== AIM OF THE TASK ==
Among the records below, find the lines containing "HandleRequest" and state only how many there are.

━━━ SOURCE INFORMATION

// SPDX-FileCopyrightText: 2025 Caspar Water Company
//
// SPDX-License-Identifier: Apache-2.0

//! Template expansion for the YAML config file.
//!
//! The config file is run through Tera before it is parsed, so secrets can
//! stay in the environment:
//!
//! ```text
//! host: "{{ env(name='LAKE_WORKSPACE') }}"
//! token: "{{ env(name='LAKE_SECRET', default='') }}"
//! ```

use anyhow::Result;
use std::collections::HashMap;
use tera::{Tera, Value};

/// Expand Tera syntax in YAML content, with `env` registered
pub fn expand_yaml_template(yaml_content: &str) -> Result<String> {
    let mut tera = Tera::default();
    tera.register_function("env", lookup_env);

    tera.render_str(yaml_content, &tera::Context::new())
        .map_err(|e| anyhow::anyhow!("config template: {}", error_messages(&e)))
}

/// Tera buries the useful part of a render failure in its sources
fn error_messages(err: &dyn std::error::Error) -> String {
    std::iter::successors(Some(err), |e| e.source())
        .map(ToString::to_string)
        .collect::<Vec<_>>()
        .join(": ")
}

/// `env(name=..)` reads a variable; an optional `default=..` covers it being unset
fn lookup_env(args: &HashMap<String, Value>) -> tera::Result<Value> {
    let Some(name) = args.get("name").and_then(Value::as_str) else {
        return Err(tera::Error::msg("env() needs a 'name' argument"));
    };
    let default = args.get("default").and_then(Value::as_str);

    match (std::env::var(name), default) {
        (Ok(value), _) => Ok(Value::String(value)),
        (Err(std::env::VarError::NotPresent), Some(default)) => {
            Ok(Value::String(default.to_owned()))
        }
        (Err(std::env::VarError::NotPresent), None) => Err(tera::Error::msg(format!(
            "{name} is unset and env() was given no default"
        ))),
        (Err(err), _) => Err(tera::Error::msg(format!("{name}: {err}"))),
    }
}

#[cfg(test)]
mod tests {
    use super::*;

    #[test]
    fn test_expand_with_env_function() {
        // SAFETY: the variable name is unique to this test
        unsafe {
            std::env::set_var("LAKE_TEMPLATE_TEST_TOKEN", "dapi123");
        }

        let yaml = "token: \"{{ env(name='LAKE_TEMPLATE_TEST_TOKEN') }}\"\n";
        let result = expand_yaml_template(yaml).unwrap();
        assert_eq!(result, "token: \"dapi123\"\n");

        // SAFETY: as above
        unsafe {
            std::env::remove_var("LAKE_TEMPLATE_TEST_TOKEN");
        }
    }

    #[test]
    fn test_expand_with_env_default() {
        let yaml = "host: \"{{ env(name='LAKE_TEMPLATE_TEST_UNSET', default='example.com') }}\"";
        let result = expand_yaml_template(yaml).unwrap();
        assert!(result.contains("example.com"));
    }

    #[test]
    fn test_expand_env_missing_error() {
        let yaml = "host: \"{{ env(name='LAKE_TEMPLATE_TEST_MISSING') }}\"";
        let err = expand_yaml_template(yaml).unwrap_err();
        assert!(err.to_string().contains("LAKE_TEMPLATE_TEST_MISSING"), "{err}");
    }

    #[test]
    fn test_expand_no_templates() {
        let yaml = "host: https://example.com\ntimeout_seconds: 30\n";
        assert_eq!(expand_yaml_template(yaml).unwrap(), yaml);
    }
}
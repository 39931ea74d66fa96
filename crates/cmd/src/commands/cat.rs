// SPDX-FileCopyrightText: 2025 Caspar Water Company
//
// SPDX-License-Identifier: Apache-2.0

use crate::common::Backends;
use anyhow::Result;
use tokio::io::{AsyncWrite, AsyncWriteExt};

/// Stream a file's contents into `output`
pub async fn cat_command<W>(backends: &Backends, file_path: &str, output: &mut W) -> Result<()>
where
    W: AsyncWrite + Unpin,
{
    let resolved = backends.filer_for_path(file_path)?;
    let mut reader = resolved.filer.read(&resolved.path).await?;
    let written = tokio::io::copy(&mut reader, output)
        .await
        .map_err(filer::Error::from)?;
    output.flush().await?;
    log::debug!("cat {}: {} bytes", file_path, written);
    Ok(())
}
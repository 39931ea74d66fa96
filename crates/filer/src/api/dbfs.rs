// SPDX-FileCopyrightText: 2025 Caspar Water Company
//
// SPDX-License-Identifier: Apache-2.0

//! DBFS block-store API (`/api/2.0/dbfs/*`).

use super::{ApiClient, ApiResult, Empty};
use async_trait::async_trait;
use serde::{Deserialize, Serialize};

/// Status of one DBFS path
#[derive(Debug, Clone, PartialEq, Eq, Serialize, Deserialize)]
pub struct FileStatus {
    pub path: String,
    #[serde(default)]
    pub is_dir: bool,
    #[serde(default)]
    pub file_size: i64,
    #[serde(default)]
    pub modification_time: i64,
}

/// One window returned by `read`; `data` is base64
#[derive(Debug, Clone, Default, Serialize, Deserialize)]
pub struct ReadBlock {
    #[serde(default)]
    pub bytes_read: i64,
    #[serde(default)]
    pub data: String,
}

#[derive(Debug, Default, Deserialize)]
struct ListResponse {
    #[serde(default)]
    files: Vec<FileStatus>,
}

#[derive(Debug, Deserialize)]
struct CreateResponse {
    handle: i64,
}

#[derive(Serialize)]
struct PathRequest<'a> {
    path: &'a str,
}

#[derive(Serialize)]
struct DeleteRequest<'a> {
    path: &'a str,
    recursive: bool,
}

#[derive(Serialize)]
struct CreateRequest<'a> {
    path: &'a str,
    overwrite: bool,
}

#[derive(Serialize)]
struct AddBlockRequest<'a> {
    handle: i64,
    data: &'a str,
}

#[derive(Serialize)]
struct HandleRequest {
    handle: i64,
}

#[derive(Serialize)]
struct ReadQuery<'a> {
    path: &'a str,
    offset: i64,
    length: i64,
}

#[async_trait]
pub trait DbfsApi: Send + Sync {
    async fn get_status(&self, path: &str) -> ApiResult<FileStatus>;

    async fn list(&self, path: &str) -> ApiResult<Vec<FileStatus>>;

    async fn mkdirs(&self, path: &str) -> ApiResult<()>;

    async fn delete(&self, path: &str, recursive: bool) -> ApiResult<()>;

    /// Open a streaming upload and return its handle
    async fn create(&self, path: &str, overwrite: bool) -> ApiResult<i64>;

    /// Append one base64-encoded block to an open upload
    async fn add_block(&self, handle: i64, data: &str) -> ApiResult<()>;

    async fn close(&self, handle: i64) -> ApiResult<()>;

    async fn read(&self, path: &str, offset: i64, length: i64) -> ApiResult<ReadBlock>;
}

#[async_trait]
impl DbfsApi for ApiClient {
    async fn get_status(&self, path: &str) -> ApiResult<FileStatus> {
        self.get_json("/api/2.0/dbfs/get-status", &PathRequest { path })
            .await
    }

    async fn list(&self, path: &str) -> ApiResult<Vec<FileStatus>> {
        let response: ListResponse = self
            .get_json("/api/2.0/dbfs/list", &PathRequest { path })
            .await?;
        Ok(response.files)
    }

    async fn mkdirs(&self, path: &str) -> ApiResult<()> {
        let _: Empty = self
            .post_json("/api/2.0/dbfs/mkdirs", &PathRequest { path })
            .await?;
        Ok(())
    }

    async fn delete(&self, path: &str, recursive: bool) -> ApiResult<()> {
        let _: Empty = self
            .post_json("/api/2.0/dbfs/delete", &DeleteRequest { path, recursive })
            .await?;
        Ok(())
    }

    async fn create(&self, path: &str, overwrite: bool) -> ApiResult<i64> {
        let response: CreateResponse = self
            .post_json("/api/2.0/dbfs/create", &CreateRequest { path, overwrite })
            .await?;
        Ok(response.handle)
    }

    async fn add_block(&self, handle: i64, data: &str) -> ApiResult<()> {
        let _: Empty = self
            .post_json("/api/2.0/dbfs/add-block", &AddBlockRequest { handle, data })
            .await?;
        Ok(())
    }

    async fn close(&self, handle: i64) -> ApiResult<()> {
        let _: Empty = self
            .post_json("/api/2.0/dbfs/close", &HandleRequest { handle })
            .await?;
        Ok(())
    }

    async fn read(&self, path: &str, offset: i64, length: i64) -> ApiResult<ReadBlock> {
        self.get_json(
            "/api/2.0/dbfs/read",
            &ReadQuery {
                path,
                offset,
                length,
            },
        )
        .await
    }
}
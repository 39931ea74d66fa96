// SPDX-FileCopyrightText: 2025 Caspar Water Company
//
// SPDX-License-Identifier: Apache-2.0

use crate::api::ApiError;
use thiserror::Error;

pub type Result<T> = std::result::Result<T, Error>;

/// Schemes accepted on the command line, in the order they are listed to users.
pub const VALID_SCHEMES: &[&str] = &["dbfs", "file", "workspace"];

fn valid_schemes() -> String {
    VALID_SCHEMES
        .iter()
        .map(|s| format!("{}:", s))
        .collect::<Vec<_>>()
        .join(", ")
}

/// Represents errors that can occur in filer operations.
///
/// Backends translate their native failures into these variants at their
/// boundary; everything above the backends passes them through unchanged.
#[derive(Debug, Error)]
pub enum Error {
    #[error("file does not exist: {0}")]
    FileDoesNotExist(String),

    #[error("file already exists: {0}")]
    FileAlreadyExists(String),

    #[error("no such directory: {0}")]
    NoSuchDirectory(String),

    #[error("not a directory: {0}")]
    NotADirectory(String),

    #[error("not a file: {0}")]
    NotAFile(String),

    #[error("directory not empty: {0}")]
    DirectoryNotEmpty(String),

    #[error("cannot create directory {0}: a file exists at this path")]
    CannotCreateDirectoryBecauseFileExists(String),

    #[error("invalid scheme: {0}; valid schemes are {schemes}", schemes = valid_schemes())]
    InvalidScheme(String),

    #[error("no scheme specified for path {0}; valid schemes are {schemes}", schemes = valid_schemes())]
    MissingScheme(String),

    #[error("remote path must be absolute: {0}")]
    RelativeRemotePath(String),

    #[error("relative path escapes root: {0}")]
    PathEscapesRoot(String),

    #[error("source path {0} is a directory. Please specify the --recursive flag")]
    DirectoryWithoutRecursive(String),

    #[error("operation cancelled")]
    Cancelled,

    /// Any other failure, carrying the backend's own message verbatim
    #[error("{message}")]
    Backend { kind: String, message: String },
}

impl Error {
    pub fn file_does_not_exist<P: AsRef<str>>(path: P) -> Self {
        Error::FileDoesNotExist(path.as_ref().to_string())
    }

    pub fn file_already_exists<P: AsRef<str>>(path: P) -> Self {
        Error::FileAlreadyExists(path.as_ref().to_string())
    }

    pub fn no_such_directory<P: AsRef<str>>(path: P) -> Self {
        Error::NoSuchDirectory(path.as_ref().to_string())
    }

    pub fn not_a_directory<P: AsRef<str>>(path: P) -> Self {
        Error::NotADirectory(path.as_ref().to_string())
    }

    pub fn not_a_file<P: AsRef<str>>(path: P) -> Self {
        Error::NotAFile(path.as_ref().to_string())
    }

    pub fn directory_not_empty<P: AsRef<str>>(path: P) -> Self {
        Error::DirectoryNotEmpty(path.as_ref().to_string())
    }

    pub fn path_escapes_root<P: AsRef<str>>(path: P) -> Self {
        Error::PathEscapesRoot(path.as_ref().to_string())
    }

    pub fn backend<K: Into<String>, M: Into<String>>(kind: K, message: M) -> Self {
        Error::Backend {
            kind: kind.into(),
            message: message.into(),
        }
    }

    /// True for the "nothing at this path" family of errors
    #[must_use]
    pub fn is_not_found(&self) -> bool {
        matches!(
            self,
            Error::FileDoesNotExist(_) | Error::NoSuchDirectory(_) | Error::NotADirectory(_)
        )
    }

    #[must_use]
    pub fn is_already_exists(&self) -> bool {
        matches!(self, Error::FileAlreadyExists(_))
    }

    /// Wrap this error so it can travel through `std::io` reader/writer plumbing.
    #[must_use]
    pub fn into_io(self) -> std::io::Error {
        std::io::Error::other(self)
    }
}

impl From<std::io::Error> for Error {
    fn from(err: std::io::Error) -> Error {
        // Errors we pushed into an io::Error (e.g. cancellation observed by a
        // reader) come back out as themselves.
        if err.get_ref().is_some_and(|inner| inner.is::<Error>()) {
            if let Some(inner) = err.into_inner() {
                if let Ok(ours) = inner.downcast::<Error>() {
                    return *ours;
                }
            }
            return Error::backend("io", "unreadable wrapped error");
        }
        Error::backend("io", err.to_string())
    }
}

impl From<ApiError> for Error {
    fn from(err: ApiError) -> Error {
        match err {
            ApiError::Status {
                error_code,
                message,
                ..
            } => Error::Backend {
                kind: error_code,
                message,
            },
            ApiError::Transport(message) => Error::backend("transport", message),
            ApiError::Decode(message) => Error::backend("decode", message),
        }
    }
}
// SPDX-FileCopyrightText: 2025 Caspar Water Company
//
// SPDX-License-Identifier: Apache-2.0

use crate::error::{Error, Result};
use crate::filer::{DeleteMode, FileInfo, FileReader, Filer, WriteMode, sort_entries};
use crate::path::{RootPath, basename, dirname};
use async_trait::async_trait;
use chrono::{DateTime, Utc};
use std::io::ErrorKind;
use std::path::PathBuf;
use tokio::io::AsyncWriteExt;

/// A filer over the host filesystem.
///
/// All I/O goes through `tokio::fs`. Listings include hidden entries.
#[derive(Debug, Clone)]
pub struct LocalFiler {
    root: RootPath,
}

impl LocalFiler {
    /// Create a local filer. An empty root leaves paths unrestricted and
    /// relative to the current directory.
    #[must_use]
    pub fn new(root: &str) -> Self {
        Self {
            root: RootPath::new(root),
        }
    }

    fn resolve(&self, name: &str) -> Result<String> {
        self.root.join(name)
    }

    fn file_info(name: String, metadata: &std::fs::Metadata) -> FileInfo {
        let modified = metadata.modified().ok().map(DateTime::<Utc>::from);
        let info = if metadata.is_dir() {
            FileInfo::directory(name)
        } else {
            FileInfo::file(name, metadata.len() as i64)
        };
        info.with_modified(modified)
    }
}

#[async_trait]
impl Filer for LocalFiler {
    async fn write(&self, name: &str, mut reader: FileReader, mode: WriteMode) -> Result<()> {
        let path = self.resolve(name)?;
        let parent = dirname(&path);

        if mode.create_parents() {
            tokio::fs::create_dir_all(&parent).await.map_err(|e| {
                match e.kind() {
                    ErrorKind::NotADirectory | ErrorKind::AlreadyExists => {
                        Error::not_a_directory(&parent)
                    }
                    _ => e.into(),
                }
            })?;
        }

        let mut options = tokio::fs::OpenOptions::new();
        _ = options.write(true);
        if mode.overwrite() {
            _ = options.create(true).truncate(true);
        } else {
            _ = options.create_new(true);
        }

        let mut file = options.open(PathBuf::from(&path)).await.map_err(|e| {
            match e.kind() {
                ErrorKind::NotFound => Error::no_such_directory(&parent),
                ErrorKind::NotADirectory => Error::not_a_directory(&parent),
                ErrorKind::AlreadyExists => Error::file_already_exists(&path),
                ErrorKind::IsADirectory => Error::not_a_file(&path),
                _ => e.into(),
            }
        })?;

        log::debug!("writing local file {}", path);
        _ = tokio::io::copy(&mut reader, &mut file).await?;
        file.flush().await?;
        Ok(())
    }

    async fn read(&self, name: &str) -> Result<FileReader> {
        let path = self.resolve(name)?;
        let metadata = tokio::fs::metadata(&path).await.map_err(|e| match e.kind() {
            ErrorKind::NotFound | ErrorKind::NotADirectory => Error::file_does_not_exist(&path),
            _ => e.into(),
        })?;
        if metadata.is_dir() {
            return Err(Error::not_a_file(&path));
        }
        let file = tokio::fs::File::open(&path).await?;
        Ok(Box::pin(file))
    }

    async fn delete(&self, name: &str, mode: DeleteMode) -> Result<()> {
        let path = self.resolve(name)?;
        let metadata = tokio::fs::symlink_metadata(&path)
            .await
            .map_err(|e| match e.kind() {
                ErrorKind::NotFound | ErrorKind::NotADirectory => {
                    Error::file_does_not_exist(&path)
                }
                _ => e.into(),
            })?;

        if !metadata.is_dir() {
            tokio::fs::remove_file(&path).await?;
            return Ok(());
        }

        if mode.recursive() {
            tokio::fs::remove_dir_all(&path).await?;
            return Ok(());
        }

        tokio::fs::remove_dir(&path)
            .await
            .map_err(|e| match e.kind() {
                ErrorKind::DirectoryNotEmpty => Error::directory_not_empty(&path),
                _ => e.into(),
            })
    }

    async fn read_dir(&self, name: &str) -> Result<Vec<FileInfo>> {
        let path = self.resolve(name)?;
        let metadata = tokio::fs::metadata(&path).await.map_err(|e| match e.kind() {
            ErrorKind::NotFound => Error::no_such_directory(&path),
            ErrorKind::NotADirectory => Error::not_a_directory(&path),
            _ => e.into(),
        })?;
        if !metadata.is_dir() {
            return Err(Error::not_a_directory(&path));
        }

        let mut entries = Vec::new();
        let mut dir = tokio::fs::read_dir(&path).await?;
        while let Some(entry) = dir.next_entry().await? {
            let name = entry.file_name().to_string_lossy().into_owned();
            let metadata = entry.metadata().await?;
            entries.push(Self::file_info(name, &metadata));
        }
        sort_entries(&mut entries);
        Ok(entries)
    }

    async fn mkdir(&self, name: &str) -> Result<()> {
        let path = self.resolve(name)?;
        if let Ok(metadata) = tokio::fs::metadata(&path).await {
            if !metadata.is_dir() {
                return Err(Error::not_a_directory(&path));
            }
            return Ok(());
        }
        tokio::fs::create_dir_all(&path)
            .await
            .map_err(|e| match e.kind() {
                ErrorKind::NotADirectory | ErrorKind::AlreadyExists => {
                    Error::not_a_directory(&path)
                }
                _ => e.into(),
            })
    }

    async fn stat(&self, name: &str) -> Result<FileInfo> {
        let path = self.resolve(name)?;
        let metadata = tokio::fs::metadata(&path).await.map_err(|e| match e.kind() {
            ErrorKind::NotFound | ErrorKind::NotADirectory => Error::file_does_not_exist(&path),
            _ => e.into(),
        })?;
        let name = basename(&path).unwrap_or_else(|| path.clone());
        Ok(Self::file_info(name, &metadata))
    }
}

━━━━━━

== OUTPUT FOR THIS TASK ==
2